Clone the repository and install the package:
```bash
git clone https://github.com/Bennibraun/bifidotyper.git
cd bifidotyper
pip install -e .
```

A proper distribution via PyPI or Anaconda is planned.

## Usage

### Command Line Interface

For single-end reads:
```bash
bifidotyper -se <single-end FASTQ files> [-t <threads>] [-g <genome-dir> | -s <genome-sketch>]
```

Or paired-end reads:
```bash
bifidotyper -pe <paired-end FASTQ files> [--r1-suffix <R1 suffix>] [--r2-suffix <R2 suffix>] [-t <threads>] [-g <genome-dir> | -s <genome-sketch>]
```

### Options

- `-se, --single-end`: Single-end FASTQ files.
- `-pe, --paired-end`: Paired-end FASTQ files (R1 and R2 files, supports wildcards).
- `-t, --threads`: Number of threads to use for parallel processing (default: 1).
- `--r1-suffix`: Suffix for R1 files (optional, only for paired-end mode.

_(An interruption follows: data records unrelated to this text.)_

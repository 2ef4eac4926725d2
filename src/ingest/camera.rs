//! Local camera reader (V4L2).
//!
//! Opens `/dev/videoN`, asks for packed RGB at the configured size and frame rate,
//! and falls back to whatever format the driver keeps if the request is refused.

use anyhow::{anyhow, Context, Result};
use ouroboros::self_referencing;

use super::network::{RawImage, StreamReader};
use crate::config::SourceSettings;
use crate::frame::pack_rgb_rows;

pub(crate) struct CameraReader {
    device: String,
    width: u32,
    height: u32,
    target_fps: u32,
    state: Option<CameraState>,
    active_width: u32,
    active_height: u32,
    active_stride: usize,
}

#[self_referencing]
struct CameraState {
    device: v4l::Device,
    #[borrows(mut device)]
    #[covariant]
    stream: v4l::prelude::MmapStream<'this, v4l::Device>,
}

impl CameraReader {
    pub(crate) fn new(index: u32, settings: &SourceSettings) -> Self {
        Self {
            device: format!("/dev/video{}", index),
            width: settings.width,
            height: settings.height,
            target_fps: settings.target_fps,
            state: None,
            active_width: settings.width,
            active_height: settings.height,
            active_stride: settings.width as usize * 3,
        }
    }
}

impl StreamReader for CameraReader {
    fn open(&mut self) -> Result<()> {
        use v4l::buffer::Type;
        use v4l::video::Capture;

        self.close();
        let mut device = v4l::Device::with_path(&self.device)
            .with_context(|| format!("open camera {}", self.device))?;
        let mut format = device.format().context("read camera format")?;
        format.width = self.width;
        format.height = self.height;
        format.fourcc = v4l::FourCC::new(b"RGB3");

        let format = match device.set_format(&format) {
            Ok(format) => format,
            Err(err) => {
                log::warn!("CameraReader: failed to set format on {}: {}", self.device, err);
                device
                    .format()
                    .context("read camera format after set failure")?
            }
        };
        if format.fourcc != v4l::FourCC::new(b"RGB3") {
            return Err(anyhow!(
                "camera {} does not deliver RGB24 (driver chose {})",
                self.device,
                format.fourcc
            ));
        }

        if self.target_fps > 0 {
            let params = v4l::video::capture::Parameters::with_fps(self.target_fps);
            if let Err(err) = device.set_params(&params) {
                log::warn!("CameraReader: failed to set fps on {}: {}", self.device, err);
            }
        }

        self.active_width = format.width;
        self.active_height = format.height;
        self.active_stride = (format.stride as usize).max(format.width as usize * 3);

        let state = CameraStateBuilder {
            device,
            stream_builder: |device| {
                v4l::prelude::MmapStream::with_buffers(device, Type::VideoCapture, 4)
                    .map_err(|err| anyhow::Error::new(err).context("create camera buffer stream"))
            },
        }
        .try_build()?;
        self.state = Some(state);

        log::info!(
            "CameraReader: opened {} ({}x{})",
            self.device,
            self.active_width,
            self.active_height
        );
        Ok(())
    }

    fn read(&mut self) -> Result<Option<RawImage>> {
        use v4l::io::traits::CaptureStream;

        let state = self.state.as_mut().context("camera not opened")?;
        let (width, height, stride) = (self.active_width, self.active_height, self.active_stride);
        let pixels = state
            .with_mut(|fields| {
                fields
                    .stream
                    .next()
                    .map_err(anyhow::Error::new)
                    .and_then(|(buf, _meta)| pack_rgb_rows(buf, stride, width, height))
            })
            .context("capture camera frame")?;
        Ok(Some(RawImage {
            pixels,
            width: self.active_width,
            height: self.active_height,
        }))
    }

    fn close(&mut self) {
        self.state = None;
    }
}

Default: "_R1").
- `--r2-suffix`: Suffix for R2 files (optional, only for paired-end mode. Default: "_R2").
- `-g, --genome-dir`: Directory containing reference genomes (optional, defaults to provided genomes).
- `-s, --genome-sketch`: Path to a pre-sketched Sylph genome database (optional, defaults to provided database). Use `sylph sketch *.fna` to generate your own database.


### Examples
```bash
# Run bifidotyper in paired-end mode with 4 threads and _R1/_R2 suffixes
bifidotyper -pe data/*.fastq.gz --r1-suffix _R1 --r2-suffix _R2 -t 4
# Run bifidotyper in single-end mode with 8 threads and a custom genome directory
bifidotyper -se data/*.fastq.gz -t 8 -g my_genomes/
```

## Output

The tool generates several output files and directories:

- `plots/`: All plots generated by the program.
- `sylph_genome_sketches/`: The database of Sylph genome indices.
- `sylph_fastq_sketches/`: K-mer indices of input samples processed with Sylph.
- `sylph_genome_queries/`: Results of running Sylph queries against the genomes.
- `hmo_quantification/`: HMO gene alignments with Salmon.

---

## Provided Reference Files
- HMO functional annotations were retrieved from [Henrick et al. 2021](https://data.mendeley.com/datasets/gc4d9h4x67/2). The table is provided in [`src/data/reference/humann2_HMO_annotation.csv`](src/data/reference/humann2_HMO_annotation.csv)
- All *B. longum* annotations are from the NCBI record for [CP001095.1](https://www.ncbi.nlm.nih.gov/nuccore/CP001095.1/)
- A pre-processed Sylph genome database is provided for ease of use. Any genome matching the family *Bifidobacterium* in NCBI and GTDB was included. The genome database was dereplicated with [dRep](https://github.com/MrOlm/drep) with `--S_ani 0.95` before indexing. All genome accessions are listed in [`src/data/reference/genomes.csv`](src/data/reference/genomes.csv)

---

## License

This project is licensed under the MIT License.

## Contributing

Contributions are welcome! Please open an issue or submit a pull request on GitHub.